Rarely a day goes by without the issue of mental health being in the news. The scale of the challenge we face as a society is terrifying and it is incumbent upon our public broadcasters to uphold standards that ensure that we do not fail to encourage people to show respect. If we are trying to be a more politically correct society, the same rules should apply to what appears on our television screens.

“…every three hours the safety of a flight within the EU is threatened by passengers behaving in an unruly or disruptive manner…”

So, what has Frankie Boyle got to do with aviation security? According to the European Union Aviation Safety Agency, in a report published this April, “Every three hours the safety of a flight within the EU is threatened by passengers behaving in an unruly or disruptive manner.” Note that this is just in the EU and only refers to reported incidents. Worldwide the problem is far higher. “At least 70% of these incidents [in the EU] involve some form of aggression”, which is terrifying for the crewmembers and other passengers on board. The problem of unruly passengers is growing at a phenomenal rate and crewmembers are all attesting to the fact that there appears to be an increasing breakdown in discipline. There are multiple reasons for this, and often alcohol is a causal factor, but overall the language used by unruly passengers has plunged to new depths and the respect shown to uniformed personnel who are there for passengers’ safety and security has diminished. Airlines are not immune from criticism, and I am certainly not suggesting that Boyle-style show viewers, and their ilk, are the cause of flight diversions. But the erosion of respect demonstrated on TV and in social media legitimises, and tacitly encourages, the nature of the outbursts the industry witnesses.

“…the erosion of respect demonstrated on TV and in social media legitimises, and tacitly encourages, the nature of the outbursts the industry witnesses…”

Imagine how the flight attendant of an Air India flight to London felt on 11 November 2018 when confronted by the Irish human rights lawyer, Simone Burns. She set out her position, whilst demanding more alcohol, declaring that, “I’m a [expletive] international lawyer” and referred to the crew as “Indian money-grabbing [expletive]”. An educated woman, Burns questioned, “Do you treat business-class passengers like that? Who are international criminal lawyers for the Palestinian people?” and felt that she was sufficiently self-important to be able to claim that, “If I say boycott [expletive] Air India…done!” She was rightly jailed for her tirade, but would the same language have been used a decade or so ago? One-off incidents perhaps, but not, as is now the case, on a daily basis.
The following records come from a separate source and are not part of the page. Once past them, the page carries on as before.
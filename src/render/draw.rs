//! Macroquad drawing of maps, entities and debug overlays.

use super::cull::query_visible_rect;
use crate::entity::Entity;
use crate::map_data::{MapData, MapObject};
use crate::projectile::Projectile;
use crate::scene::{Scene, ENEMY_KIND, PLAYER_SPAWN_KIND};
use crate::spatial::{LayerIdx, TileId};
use anyhow::Context;
use macroquad::prelude::*;
use std::f32::consts::FRAC_PI_2;
use std::path::Path;

/// Draw transform encoded by a cell's flip bits.
#[derive(Debug, Clone, Copy, PartialEq)]
pub struct TileOrientation {
    /// Radians, clockwise.
    pub rotation: f32,
    /// Mirror horizontally before rotating.
    pub flip_x: bool,
    /// Mirror vertically before rotating.
    pub flip_y: bool,
}

/// The diagonal bit is a transpose, drawn as a quarter turn clockwise of
/// the vertically flipped tile.
pub fn tile_orientation(id: TileId) -> TileOrientation {
    if id.flip_d() {
        TileOrientation {
            rotation: FRAC_PI_2,
            flip_x: id.flip_v(),
            flip_y: !id.flip_h(),
        }
    } else {
        TileOrientation {
            rotation: 0.0,
            flip_x: id.flip_h(),
            flip_y: id.flip_v(),
        }
    }
}

/// Tileset textures of one map, in the same order as `MapData::tilesets`.
pub struct MapRenderer {
    textures: Vec<Texture2D>,
}

impl MapRenderer {
    /// Loads every tileset image, resolved against `base_dir`.
    pub async fn load(map: &MapData, base_dir: &Path) -> anyhow::Result<Self> {
        let mut textures = Vec::with_capacity(map.tilesets.len());
        for ts in &map.tilesets {
            let img_path = base_dir.join(&ts.image);
            let path_str = img_path
                .to_str()
                .with_context(|| format!("Non UTF-8 texture path {}", img_path.display()))?;
            let tex = load_texture(path_str)
                .await
                .with_context(|| format!("Loading texture {}", ts.image))?;
            tex.set_filter(FilterMode::Nearest);
            textures.push(tex);
        }
        Ok(Self { textures })
    }

    fn draw_tile(&self, map: &MapData, id: TileId, x: f32, y: f32, size: Option<Vec2>, tint: Color) {
        let Some((idx, ts, local)) = map.tileset_for(id) else {
            return;
        };
        let Some(tex) = self.textures.get(idx) else {
            return;
        };
        let o = tile_orientation(id);
        draw_texture_ex(
            tex,
            x,
            y,
            tint,
            DrawTextureParams {
                source: Some(ts.source_rect(local)),
                dest_size: size,
                rotation: o.rotation,
                flip_x: o.flip_x,
                flip_y: o.flip_y,
                ..Default::default()
            },
        );
    }

    /// Tile layers in order, each one across every visible chunk before the
    /// next layer starts.
    pub fn draw_tiles(&self, scene: &Scene, view: Rect) {
        let map = scene.map();
        let chunks = query_visible_rect(scene.index(), view);
        for (lz, layer) in map.tile_layers.iter().enumerate() {
            if !layer.visible {
                continue;
            }
            let tint = Color::new(1.0, 1.0, 1.0, layer.opacity);
            for chunk in &chunks {
                let origin = chunk.origin();
                for rec in chunk.tiles(lz as LayerIdx) {
                    let p = origin + rec.rel_pos;
                    self.draw_tile(map, rec.id, p.x, p.y, None, tint);
                }
            }
        }
    }

    /// Tile objects that are currently visible. Markers are not drawn.
    pub fn draw_objects(&self, scene: &Scene, view: Rect) {
        let map = scene.map();
        for obj in scene.objects().iter().filter(|o| is_drawn(o)) {
            let Some(gid) = obj.gid else {
                continue;
            };
            let r = obj.rect();
            if !r.overlaps(&view) {
                continue;
            }
            self.draw_tile(map, gid, r.x, r.y, Some(r.size()), WHITE);
        }
    }
}

fn is_drawn(obj: &MapObject) -> bool {
    obj.visible && obj.kind != PLAYER_SPAWN_KIND && obj.kind != ENEMY_KIND
}

/// Current animation frame from `sheet`, or a plain box without one.
pub fn draw_entity(entity: &Entity, sheet: Option<&Texture2D>, fallback: Color) {
    let r = entity.visual_rect();
    match (sheet, entity.anim.current_frame()) {
        (Some(tex), Some(frame)) => draw_texture_ex(
            tex,
            r.x,
            r.y,
            WHITE,
            DrawTextureParams {
                source: Some(frame.region),
                dest_size: Some(r.size()),
                ..Default::default()
            },
        ),
        _ => draw_rectangle(r.x, r.y, r.w, r.h, fallback),
    }
    draw_health_bar(entity, r);
}

fn draw_health_bar(entity: &Entity, r: Rect) {
    if entity.anim.is_dead() || entity.health.current() == entity.health.max() {
        return;
    }
    let frac = entity.health.current() as f32 / entity.health.max() as f32;
    draw_rectangle(r.x, r.y - 5.0, r.w, 3.0, DARKGRAY);
    draw_rectangle(r.x, r.y - 5.0, r.w * frac, 3.0, RED);
}

/// Filled hit square.
pub fn draw_projectile(p: &Projectile) {
    let r = p.rect();
    draw_rectangle(r.x, r.y, r.w, r.h, YELLOW);
}

/// Outlines solid cells, live solid objects and the player's hitbox.
pub fn draw_collision_overlay(scene: &Scene, player: &Entity, margin: f32) {
    for r in scene.grid().solid_cell_rects() {
        draw_rectangle_lines(r.x, r.y, r.w, r.h, 1.0, RED);
    }
    for r in scene.grid().live_object_rects(scene.objects()) {
        draw_rectangle_lines(r.x, r.y, r.w, r.h, 1.0, ORANGE);
    }
    let hb = player.hitbox(margin);
    draw_rectangle_lines(hb.x, hb.y, hb.w, hb.h, 1.0, GREEN);
}
//! Players and enemies.

use crate::animation::{AnimationController, AnimationSet, MotionIntent};
use macroquad::prelude::*;
use std::rc::Rc;

/// Stable identity of an entity within a run.
#[derive(Debug, Clone, Copy, PartialEq, Eq, Hash)]
pub struct EntityId(pub u32);

impl EntityId {
    /// Reserved for the player.
    pub const PLAYER: EntityId = EntityId(0);
}

/// Which side an entity is on.
#[derive(Debug, Clone, Copy, PartialEq, Eq)]
pub enum EntityKind {
    /// Controlled by input.
    Player,
    /// Controlled by the combat resolver.
    Enemy,
}

/// Result of [`Health::apply_damage`].
#[derive(Debug, Clone, Copy, PartialEq, Eq)]
pub enum DamageOutcome {
    /// Health dropped but stayed above zero.
    Hurt,
    /// This hit took health to zero.
    Killed,
    /// Target was already dead.
    Ignored,
}

/// Health always stays within `[0, max]`.
#[derive(Debug, Clone, Copy, PartialEq, Eq)]
pub struct Health {
    current: i32,
    max: i32,
}

impl Health {
    /// Full health. `max` is at least 1.
    pub fn new(max: i32) -> Self {
        let max = max.max(1);
        Health { current: max, max }
    }

    /// Remaining health.
    pub fn current(&self) -> i32 {
        self.current
    }

    /// Upper bound.
    pub fn max(&self) -> i32 {
        self.max
    }

    /// Health reached zero.
    pub fn is_dead(&self) -> bool {
        self.current == 0
    }

    /// Negative amounts count as zero. Only the hit that reaches zero reports `Killed`.
    pub fn apply_damage(&mut self, amount: i32) -> DamageOutcome {
        if self.is_dead() {
            return DamageOutcome::Ignored;
        }
        self.current = (self.current - amount.max(0)).clamp(0, self.max);
        if self.current == 0 {
            DamageOutcome::Killed
        } else {
            DamageOutcome::Hurt
        }
    }

    /// Healing never revives.
    pub fn heal(&mut self, amount: i32) {
        if !self.is_dead() {
            self.current = (self.current + amount.max(0)).clamp(0, self.max);
        }
    }
}

/// Player or enemy: body, health and animation.
#[derive(Debug, Clone)]
pub struct Entity {
    /// Identity.
    pub id: EntityId,
    /// Player or enemy.
    pub kind: EntityKind,
    /// Center of the sprite in world pixels.
    pub pos: Vec2,
    /// Visual (sprite) size.
    pub size: Vec2,
    /// Desired direction this frame, each axis in `[-1, 1]`.
    pub intent: Vec2,
    /// Run modifier held this frame.
    pub running: bool,
    /// Clamped health.
    pub health: Health,
    /// Animation state.
    pub anim: AnimationController,
    /// Set once this entity has been struck by the current swing.
    pub hit_this_swing: bool,
    /// Seconds until this entity may deal damage again.
    pub cooldown: f32,
}

impl Entity {
    /// Idle entity centered on `pos`.
    pub fn new(id: EntityId, kind: EntityKind, pos: Vec2, size: Vec2, max_health: i32, anims: Rc<AnimationSet>) -> Self {
        Entity {
            id,
            kind,
            pos,
            size,
            intent: Vec2::ZERO,
            running: false,
            health: Health::new(max_health),
            anim: AnimationController::new(anims),
            hit_this_swing: false,
            cooldown: 0.0,
        }
    }

    /// Sprite rectangle around the center.
    pub fn visual_rect(&self) -> Rect {
        Rect::new(
            self.pos.x - self.size.x / 2.0,
            self.pos.y - self.size.y / 2.0,
            self.size.x,
            self.size.y,
        )
    }

    /// Visual bounds shrunk by `margin` on every side.
    pub fn hitbox(&self, margin: f32) -> Rect {
        let w = (self.size.x - 2.0 * margin).max(0.0);
        let h = (self.size.y - 2.0 * margin).max(0.0);
        Rect::new(self.pos.x - w / 2.0, self.pos.y - h / 2.0, w, h)
    }

    /// Alive entities collide and can be targeted. A dying entity is neither,
    /// even while its death clip still plays.
    pub fn is_alive(&self) -> bool {
        !self.health.is_dead()
    }

    /// Ready to be removed from its scene.
    pub fn is_gone(&self) -> bool {
        !self.is_alive() && self.anim.death_finished()
    }

    /// Intent handed to the animation controller.
    pub fn motion_intent(&self) -> MotionIntent {
        MotionIntent {
            moving: self.intent != Vec2::ZERO,
            running: self.running,
        }
    }

    /// Center-to-center distance.
    pub fn distance_to(&self, other: &Entity) -> f32 {
        self.pos.distance(other.pos)
    }

    /// Applies damage and drives the matching animation. Only enemies play
    /// the hurt clip.
    pub fn take_damage(&mut self, amount: i32) -> DamageOutcome {
        let outcome = self.health.apply_damage(amount);
        match outcome {
            DamageOutcome::Killed => {
                self.anim.kill();
                self.intent = Vec2::ZERO;
            }
            DamageOutcome::Hurt if self.kind == EntityKind::Enemy => {
                self.anim.hurt();
            }
            _ => {}
        }
        outcome
    }
}

#[cfg(test)]
mod tests {
    use super::*;
    use crate::animation::Action;

    fn enemy() -> Entity {
        Entity::new(EntityId(3), EntityKind::Enemy, vec2(100.0, 100.0), vec2(24.0, 32.0), 20, Rc::new(AnimationSet::new()))
    }

    #[test]
    fn health_clamps_both_ways() {
        let mut h = Health::new(10);
        h.heal(50);
        assert_eq!(h.current(), 10);
        assert_eq!(h.apply_damage(-5), DamageOutcome::Hurt);
        assert_eq!(h.current(), 10);
        assert_eq!(h.apply_damage(25), DamageOutcome::Killed);
        assert_eq!(h.current(), 0);
        assert_eq!(h.apply_damage(1), DamageOutcome::Ignored);
        h.heal(5);
        assert_eq!(h.current(), 0);
    }

    #[test]
    fn exact_lethal_damage_kills_once() {
        let mut e = enemy();
        assert_eq!(e.take_damage(10), DamageOutcome::Hurt);
        assert_eq!(e.anim.action(), Action::Hurt);
        assert_eq!(e.take_damage(10), DamageOutcome::Killed);
        assert_eq!(e.take_damage(10), DamageOutcome::Ignored);
        assert!(!e.is_alive());
        assert_eq!(e.anim.action(), Action::Death);
    }

    #[test]
    fn hitbox_is_shrunk_on_all_sides() {
        let e = enemy();
        assert_eq!(e.visual_rect(), Rect::new(88.0, 84.0, 24.0, 32.0));
        assert_eq!(e.hitbox(4.0), Rect::new(92.0, 88.0, 16.0, 24.0));
        assert_eq!(e.hitbox(100.0).w, 0.0);
    }

    #[test]
    fn dead_entity_is_gone_after_death_clip() {
        let mut e = enemy();
        e.take_damage(100);
        assert!(!e.is_gone());
        let intent = e.motion_intent();
        e.anim.update(0.016, intent);
        assert!(e.is_gone());
    }
}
Set aside alcohol-driven incidents if you wish, but not outbursts resulting from mental health issues. Airlines are carrying an ever-increasing number of passengers who are taking anti-depressants and who have anxiety-related disorders. All too often, body image issues are a contributory factor. As the retail industry knows only too well, advertisers are having to be more cautious about the portrayal of the ‘body-beautiful’, so surely the least we can expect of our broadcasters is to refrain from ridiculing those whose features are not the most desirable? Those who think that they are just having a bit of fun at the expense of others should be constrained because often that naïve banter can have damaging consequences – in society and, consequently, in the passenger cabins in the skies.